How to complete this task: Each entry should be duplicated exactly, with no line missing.

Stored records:
# # # # #

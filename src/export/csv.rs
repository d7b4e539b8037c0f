//! CSV export functionality
//!
//! Exports the session's transactions and goals to spreadsheet-compatible
//! CSV.

use std::io::Write;

use crate::error::{SatangError, SatangResult};
use crate::models::{Goal, Transaction};

/// Export transactions to CSV, one row per transaction
pub fn export_transactions_csv<W: Write>(
    transactions: &[Transaction],
    writer: W,
) -> SatangResult<()> {
    let mut csv_writer = csv::Writer::from_writer(writer);

    csv_writer
        .write_record(["ID", "Date", "Kind", "Category", "Amount", "Note"])
        .map_err(|e| SatangError::Export(e.to_string()))?;

    for txn in transactions {
        csv_writer
            .write_record([
                txn.id.to_string(),
                txn.date.format("%Y-%m-%d").to_string(),
                txn.kind().to_string(),
                txn.category.name().to_string(),
                format!("{:.2}", txn.amount.satang() as f64 / 100.0),
                txn.note.clone(),
            ])
            .map_err(|e| SatangError::Export(e.to_string()))?;
    }

    csv_writer
        .flush()
        .map_err(|e| SatangError::Export(e.to_string()))?;

    Ok(())
}

/// Export goals to CSV, one row per goal
pub fn export_goals_csv<W: Write>(goals: &[Goal], writer: W) -> SatangResult<()> {
    let mut csv_writer = csv::Writer::from_writer(writer);

    csv_writer
        .write_record([
            "ID",
            "Name",
            "Target Amount",
            "Target Months",
            "Monthly Target",
            "Saved",
        ])
        .map_err(|e| SatangError::Export(e.to_string()))?;

    for goal in goals {
        csv_writer
            .write_record([
                goal.id.to_string(),
                goal.name.clone(),
                format!("{:.2}", goal.target_amount.satang() as f64 / 100.0),
                goal.target_months.to_string(),
                format!("{:.2}", goal.monthly_target.satang() as f64 / 100.0),
                format!("{:.2}", goal.saved.satang() as f64 / 100.0),
            ])
            .map_err(|e| SatangError::Export(e.to_string()))?;
    }

    csv_writer
        .flush()
        .map_err(|e| SatangError::Export(e.to_string()))?;

    Ok(())
}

# # # # #

Response area:
filename src/export/csv.rs
repository d7b4e539b8037c0f
//! CSV export functionality
//!
//! Exports the session's transactions and goals to spreadsheet-compatible
//! CSV.

use std::io::Write;

use crate::error::{SatangError, SatangResult};
use crate::models::{Goal, Transaction};

/// Export transactions to CSV, one row per transaction
pub fn export_transactions_csv<W: Write>(
    transactions: &[Transaction],
    writer: W,
) -> SatangResult<()> {
    let mut csv_writer = csv::Writer::from_writer(writer);

    csv_writer
        .write_record(["ID", "Date", "Kind", "Category", "Amount", "Note"])
        .map_err(|e| SatangError::Export(e.to_string()))?;

    for txn in transactions {
        csv_writer
            .write_record([
                txn.id.to_string(),
                txn.date.format("%Y-%m-%d").to_string(),
                txn.kind().to_string(),
                txn.category.name().to_string(),
                format!("{:.2}", txn.amount.satang() as f64 / 100.0),
                txn.note.clone(),
            ])
            .map_err(|e| SatangError::Export(e.to_string()))?;
    }

    csv_writer
        .flush()
        .map_err(|e| SatangError::Export(e.to_string()))?;

    Ok(())
}

/// Export goals to CSV, one row per goal
pub fn export_goals_csv<W: Write>(goals: &[Goal], writer: W) -> SatangResult<()> {
    let mut csv_writer = csv::Writer::from_writer(writer);

    csv_writer
        .write_record([
            "ID",
            "Name",
            "Target Amount",
            "Target Months",
            "Monthly Target",
            "Saved",
        ])
        .map_err(|e| SatangError::Export(e.to_string()))?;

    for goal in goals {
        csv_writer
            .write_record([
                goal.id.to_string(),
                goal.name.clone(),
                format!("{:.2}", goal.target_amount.satang() as f64 / 100.0),
                goal.target_months.to_string(),
                format!("{:.2}", goal.monthly_target.satang() as f64 / 100.0),
                format!("{:.2}", goal.saved.satang() as f64 / 100.0),
            ])
            .map_err(|e| SatangError::Export(e.to_string()))?;
    }

    csv_writer
        .flush()
        .map_err(|e| SatangError::Export(e.to_string()))?;

    Ok(())
}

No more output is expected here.